Only one stretch of the data below should be repeated: the lines from the line containing "Routine lifecycle event." through the line containing "from. The default", inclusive, exactly as they are.

**** STORED DATA

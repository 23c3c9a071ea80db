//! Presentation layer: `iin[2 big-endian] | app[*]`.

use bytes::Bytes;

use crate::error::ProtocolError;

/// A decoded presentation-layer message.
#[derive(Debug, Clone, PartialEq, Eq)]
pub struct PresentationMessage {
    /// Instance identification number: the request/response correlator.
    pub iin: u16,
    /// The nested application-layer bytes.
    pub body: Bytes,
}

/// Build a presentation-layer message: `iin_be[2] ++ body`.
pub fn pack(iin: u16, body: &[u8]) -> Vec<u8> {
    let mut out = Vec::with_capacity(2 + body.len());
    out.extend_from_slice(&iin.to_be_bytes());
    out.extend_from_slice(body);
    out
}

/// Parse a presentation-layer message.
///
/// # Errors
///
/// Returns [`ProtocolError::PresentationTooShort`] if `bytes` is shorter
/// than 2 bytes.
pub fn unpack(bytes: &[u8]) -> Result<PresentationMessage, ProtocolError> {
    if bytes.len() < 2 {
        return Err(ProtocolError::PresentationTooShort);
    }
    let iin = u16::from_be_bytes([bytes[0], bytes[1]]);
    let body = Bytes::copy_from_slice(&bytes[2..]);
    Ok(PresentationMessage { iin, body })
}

********
**** STORED DATA

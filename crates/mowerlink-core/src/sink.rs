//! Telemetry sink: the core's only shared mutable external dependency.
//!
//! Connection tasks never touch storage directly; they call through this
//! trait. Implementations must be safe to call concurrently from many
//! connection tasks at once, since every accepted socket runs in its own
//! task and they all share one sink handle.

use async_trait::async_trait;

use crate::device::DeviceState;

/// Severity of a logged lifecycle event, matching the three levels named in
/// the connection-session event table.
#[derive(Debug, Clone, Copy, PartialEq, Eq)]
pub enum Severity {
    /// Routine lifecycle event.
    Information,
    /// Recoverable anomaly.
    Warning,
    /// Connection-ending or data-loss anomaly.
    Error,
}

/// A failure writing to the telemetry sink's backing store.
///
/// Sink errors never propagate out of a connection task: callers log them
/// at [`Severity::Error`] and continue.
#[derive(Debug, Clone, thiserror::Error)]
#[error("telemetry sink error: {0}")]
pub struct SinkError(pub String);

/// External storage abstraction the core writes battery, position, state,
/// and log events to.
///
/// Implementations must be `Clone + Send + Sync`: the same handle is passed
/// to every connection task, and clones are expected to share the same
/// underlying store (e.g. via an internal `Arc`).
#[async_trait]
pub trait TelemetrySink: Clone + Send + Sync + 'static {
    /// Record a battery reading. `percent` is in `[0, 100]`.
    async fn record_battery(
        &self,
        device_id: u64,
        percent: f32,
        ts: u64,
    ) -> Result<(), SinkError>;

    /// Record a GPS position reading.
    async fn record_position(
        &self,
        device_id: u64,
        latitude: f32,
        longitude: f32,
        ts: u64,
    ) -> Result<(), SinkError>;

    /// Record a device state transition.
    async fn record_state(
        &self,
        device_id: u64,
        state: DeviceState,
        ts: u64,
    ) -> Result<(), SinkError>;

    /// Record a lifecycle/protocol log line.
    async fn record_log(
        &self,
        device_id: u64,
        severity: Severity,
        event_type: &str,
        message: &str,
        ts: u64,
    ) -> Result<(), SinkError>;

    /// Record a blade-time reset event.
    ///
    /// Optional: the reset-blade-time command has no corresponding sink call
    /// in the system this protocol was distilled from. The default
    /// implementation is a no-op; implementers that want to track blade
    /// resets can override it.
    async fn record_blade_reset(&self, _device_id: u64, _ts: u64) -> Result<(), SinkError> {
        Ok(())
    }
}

********

RESPONSE TO THE TASK:
    /// Routine lifecycle event.
    Information,
    /// Recoverable anomaly.
    Warning,
    /// Connection-ending or data-loss anomaly.
    Error,
}

/// A failure writing to the telemetry sink's backing store.
///
/// Sink errors never propagate out of a connection task: callers log them
/// at [`Severity::Error`] and continue.
#[derive(Debug, Clone, thiserror::Error)]
#[error("telemetry sink error: {0}")]
pub struct SinkError(pub String);

/// External storage abstraction the core writes battery, position, state,
/// and log events to.
///
/// Implementations must be `Clone + Send + Sync`: the same handle is passed
/// to every connection task, and clones are expected to share the same
/// underlying store (e.g. via an internal `Arc`).
#[async_trait]
pub trait TelemetrySink: Clone + Send + Sync + 'static {
    /// Record a battery reading. `percent` is in `[0, 100]`.
    async fn record_battery(
        &self,
        device_id: u64,
        percent: f32,
        ts: u64,
    ) -> Result<(), SinkError>;

    /// Record a GPS position reading.
    async fn record_position(
        &self,
        device_id: u64,
        latitude: f32,
        longitude: f32,
        ts: u64,
    ) -> Result<(), SinkError>;

    /// Record a device state transition.
    async fn record_state(
        &self,
        device_id: u64,
        state: DeviceState,
        ts: u64,
    ) -> Result<(), SinkError>;

    /// Record a lifecycle/protocol log line.
    async fn record_log(
        &self,
        device_id: u64,
        severity: Severity,
        event_type: &str,
        message: &str,
        ts: u64,
    ) -> Result<(), SinkError>;

    /// Record a blade-time reset event.
    ///
    /// Optional: the reset-blade-time command has no corresponding sink call
    /// in the system this protocol was distilled from. The default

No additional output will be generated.